-------- MATERIALS PROVIDED --------

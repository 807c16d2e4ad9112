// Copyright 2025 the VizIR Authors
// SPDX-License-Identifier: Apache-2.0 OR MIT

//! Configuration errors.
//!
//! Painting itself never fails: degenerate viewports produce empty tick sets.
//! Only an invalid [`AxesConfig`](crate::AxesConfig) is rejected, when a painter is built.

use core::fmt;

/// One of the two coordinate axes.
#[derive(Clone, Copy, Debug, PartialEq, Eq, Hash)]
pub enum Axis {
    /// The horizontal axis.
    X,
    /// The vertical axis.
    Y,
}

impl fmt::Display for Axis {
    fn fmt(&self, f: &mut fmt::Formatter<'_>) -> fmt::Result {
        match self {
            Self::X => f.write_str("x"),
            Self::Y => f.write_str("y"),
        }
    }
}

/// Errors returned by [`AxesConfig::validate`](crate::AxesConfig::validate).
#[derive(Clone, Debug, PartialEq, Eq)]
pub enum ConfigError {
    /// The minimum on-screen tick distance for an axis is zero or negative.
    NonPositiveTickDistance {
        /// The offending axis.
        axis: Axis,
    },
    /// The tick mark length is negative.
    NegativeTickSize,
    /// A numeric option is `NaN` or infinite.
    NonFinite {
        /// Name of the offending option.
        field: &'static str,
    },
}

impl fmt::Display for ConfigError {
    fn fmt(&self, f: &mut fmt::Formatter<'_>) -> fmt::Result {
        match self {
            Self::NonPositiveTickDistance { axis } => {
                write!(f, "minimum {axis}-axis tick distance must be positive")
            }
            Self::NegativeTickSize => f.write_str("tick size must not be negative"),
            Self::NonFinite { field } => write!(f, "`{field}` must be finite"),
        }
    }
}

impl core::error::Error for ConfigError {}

--------
-------- MATERIALS PROVIDED --------

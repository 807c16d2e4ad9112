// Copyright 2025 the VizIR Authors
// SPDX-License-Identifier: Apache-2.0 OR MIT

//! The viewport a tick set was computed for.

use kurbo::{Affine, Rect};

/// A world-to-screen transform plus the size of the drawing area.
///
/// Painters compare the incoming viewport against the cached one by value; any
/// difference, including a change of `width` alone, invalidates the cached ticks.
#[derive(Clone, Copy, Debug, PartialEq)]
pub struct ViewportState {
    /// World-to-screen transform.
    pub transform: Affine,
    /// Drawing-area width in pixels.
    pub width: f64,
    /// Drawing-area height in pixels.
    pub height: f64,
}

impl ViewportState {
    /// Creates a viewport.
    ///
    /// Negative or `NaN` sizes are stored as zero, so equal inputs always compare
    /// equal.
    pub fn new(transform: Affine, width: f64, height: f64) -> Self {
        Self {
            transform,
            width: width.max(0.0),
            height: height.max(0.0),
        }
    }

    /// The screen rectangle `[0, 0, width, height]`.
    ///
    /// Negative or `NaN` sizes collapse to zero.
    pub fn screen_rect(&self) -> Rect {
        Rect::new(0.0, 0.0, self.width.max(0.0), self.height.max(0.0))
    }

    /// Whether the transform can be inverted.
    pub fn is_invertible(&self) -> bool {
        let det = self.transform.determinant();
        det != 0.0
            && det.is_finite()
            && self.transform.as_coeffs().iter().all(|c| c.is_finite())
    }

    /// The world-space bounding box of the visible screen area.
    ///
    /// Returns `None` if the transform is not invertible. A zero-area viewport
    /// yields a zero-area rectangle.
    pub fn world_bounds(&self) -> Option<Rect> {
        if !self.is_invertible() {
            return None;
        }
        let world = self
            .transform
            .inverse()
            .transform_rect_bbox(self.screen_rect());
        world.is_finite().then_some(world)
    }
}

--------
-------- MATERIALS PROVIDED --------

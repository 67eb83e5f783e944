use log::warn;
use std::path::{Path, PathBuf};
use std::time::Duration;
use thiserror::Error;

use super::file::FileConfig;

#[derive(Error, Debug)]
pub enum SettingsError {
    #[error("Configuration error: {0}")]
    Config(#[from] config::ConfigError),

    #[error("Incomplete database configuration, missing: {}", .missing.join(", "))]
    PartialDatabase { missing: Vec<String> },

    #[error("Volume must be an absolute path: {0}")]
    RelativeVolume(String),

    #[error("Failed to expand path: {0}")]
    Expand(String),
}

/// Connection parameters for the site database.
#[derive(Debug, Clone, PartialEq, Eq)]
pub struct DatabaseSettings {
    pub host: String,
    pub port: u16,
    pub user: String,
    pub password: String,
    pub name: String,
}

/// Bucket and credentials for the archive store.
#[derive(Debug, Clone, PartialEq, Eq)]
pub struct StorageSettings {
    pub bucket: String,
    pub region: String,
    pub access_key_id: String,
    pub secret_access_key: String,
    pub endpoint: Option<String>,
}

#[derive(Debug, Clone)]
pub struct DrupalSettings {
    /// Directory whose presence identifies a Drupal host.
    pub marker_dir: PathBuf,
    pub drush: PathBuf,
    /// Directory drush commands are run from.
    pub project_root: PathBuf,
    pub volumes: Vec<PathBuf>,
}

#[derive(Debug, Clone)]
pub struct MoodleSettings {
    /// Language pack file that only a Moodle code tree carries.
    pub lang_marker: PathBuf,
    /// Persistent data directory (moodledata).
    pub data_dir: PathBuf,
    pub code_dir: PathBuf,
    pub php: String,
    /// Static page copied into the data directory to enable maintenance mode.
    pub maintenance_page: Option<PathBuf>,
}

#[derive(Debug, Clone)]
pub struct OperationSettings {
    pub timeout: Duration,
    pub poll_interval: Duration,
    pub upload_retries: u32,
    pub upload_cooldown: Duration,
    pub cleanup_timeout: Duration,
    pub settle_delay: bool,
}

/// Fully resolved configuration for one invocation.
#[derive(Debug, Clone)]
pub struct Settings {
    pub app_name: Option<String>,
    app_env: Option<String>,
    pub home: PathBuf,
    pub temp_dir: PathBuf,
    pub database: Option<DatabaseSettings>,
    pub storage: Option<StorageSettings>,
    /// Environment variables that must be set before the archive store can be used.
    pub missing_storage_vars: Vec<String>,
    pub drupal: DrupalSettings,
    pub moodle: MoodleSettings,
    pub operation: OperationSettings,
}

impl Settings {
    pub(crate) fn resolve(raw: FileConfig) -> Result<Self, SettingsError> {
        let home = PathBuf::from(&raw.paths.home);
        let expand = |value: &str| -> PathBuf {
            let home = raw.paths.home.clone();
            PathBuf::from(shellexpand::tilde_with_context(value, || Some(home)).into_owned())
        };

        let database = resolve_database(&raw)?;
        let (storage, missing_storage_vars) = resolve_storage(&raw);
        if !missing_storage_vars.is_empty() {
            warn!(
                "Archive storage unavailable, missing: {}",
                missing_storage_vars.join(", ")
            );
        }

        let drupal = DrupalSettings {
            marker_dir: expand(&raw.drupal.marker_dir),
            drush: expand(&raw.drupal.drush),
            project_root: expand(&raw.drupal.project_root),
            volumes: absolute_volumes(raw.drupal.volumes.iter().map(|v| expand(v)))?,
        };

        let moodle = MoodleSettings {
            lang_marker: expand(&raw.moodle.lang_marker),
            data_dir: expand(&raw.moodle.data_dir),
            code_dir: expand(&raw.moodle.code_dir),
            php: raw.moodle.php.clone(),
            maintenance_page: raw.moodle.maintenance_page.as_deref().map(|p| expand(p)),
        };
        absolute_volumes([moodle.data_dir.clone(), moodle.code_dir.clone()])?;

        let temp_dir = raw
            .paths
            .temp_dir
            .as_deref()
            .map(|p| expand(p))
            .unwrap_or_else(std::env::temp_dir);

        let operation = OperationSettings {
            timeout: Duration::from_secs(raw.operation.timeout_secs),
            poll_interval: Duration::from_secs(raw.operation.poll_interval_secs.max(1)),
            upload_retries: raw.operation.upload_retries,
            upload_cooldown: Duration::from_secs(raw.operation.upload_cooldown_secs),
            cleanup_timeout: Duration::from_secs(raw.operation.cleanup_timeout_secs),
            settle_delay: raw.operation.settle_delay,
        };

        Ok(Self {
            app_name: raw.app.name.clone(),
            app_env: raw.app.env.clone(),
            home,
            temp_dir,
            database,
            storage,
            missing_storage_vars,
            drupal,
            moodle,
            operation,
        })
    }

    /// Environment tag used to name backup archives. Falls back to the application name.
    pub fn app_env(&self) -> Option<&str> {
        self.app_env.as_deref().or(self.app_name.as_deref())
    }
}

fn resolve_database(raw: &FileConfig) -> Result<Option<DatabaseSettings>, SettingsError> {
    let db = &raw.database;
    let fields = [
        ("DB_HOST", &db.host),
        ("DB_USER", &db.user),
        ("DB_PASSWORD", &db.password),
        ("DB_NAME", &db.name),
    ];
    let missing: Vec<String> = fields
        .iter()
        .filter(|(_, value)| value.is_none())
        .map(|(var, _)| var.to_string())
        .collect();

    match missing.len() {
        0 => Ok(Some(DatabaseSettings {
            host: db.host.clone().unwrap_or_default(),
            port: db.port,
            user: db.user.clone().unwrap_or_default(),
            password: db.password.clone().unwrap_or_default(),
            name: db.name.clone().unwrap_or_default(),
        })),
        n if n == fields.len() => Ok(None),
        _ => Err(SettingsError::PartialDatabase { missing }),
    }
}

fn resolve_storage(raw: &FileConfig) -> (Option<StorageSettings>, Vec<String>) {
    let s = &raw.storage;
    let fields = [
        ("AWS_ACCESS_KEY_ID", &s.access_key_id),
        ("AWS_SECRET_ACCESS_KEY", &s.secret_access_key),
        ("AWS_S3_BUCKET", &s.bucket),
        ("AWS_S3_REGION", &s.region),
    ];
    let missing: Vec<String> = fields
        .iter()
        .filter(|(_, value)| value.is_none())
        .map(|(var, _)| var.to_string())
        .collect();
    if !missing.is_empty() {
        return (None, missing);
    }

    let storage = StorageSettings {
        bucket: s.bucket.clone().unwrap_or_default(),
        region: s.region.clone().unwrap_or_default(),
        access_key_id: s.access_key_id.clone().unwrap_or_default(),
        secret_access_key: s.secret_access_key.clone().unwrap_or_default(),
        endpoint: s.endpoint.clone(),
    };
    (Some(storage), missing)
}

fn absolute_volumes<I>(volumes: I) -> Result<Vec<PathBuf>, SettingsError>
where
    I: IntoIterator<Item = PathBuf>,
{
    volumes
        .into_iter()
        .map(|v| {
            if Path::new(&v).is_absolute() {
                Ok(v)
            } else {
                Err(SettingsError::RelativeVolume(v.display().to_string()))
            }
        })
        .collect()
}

--------

■ ASSIGNMENT
Taking the records above as input, show every line in which the word "Result" is present.

■ ANSWER BELOW
    fn fmt(&self, f: &mut fmt::Formatter<'_>) -> fmt::Result {
    fn fmt(&self, f: &mut fmt::Formatter<'_>) -> fmt::Result {
    pub(crate) fn resolve(raw: FileConfig) -> Result<Self, SettingsError> {
fn resolve_database(raw: &FileConfig) -> Result<Option<DatabaseSettings>, SettingsError> {
fn absolute_volumes<I>(volumes: I) -> Result<Vec<PathBuf>, SettingsError>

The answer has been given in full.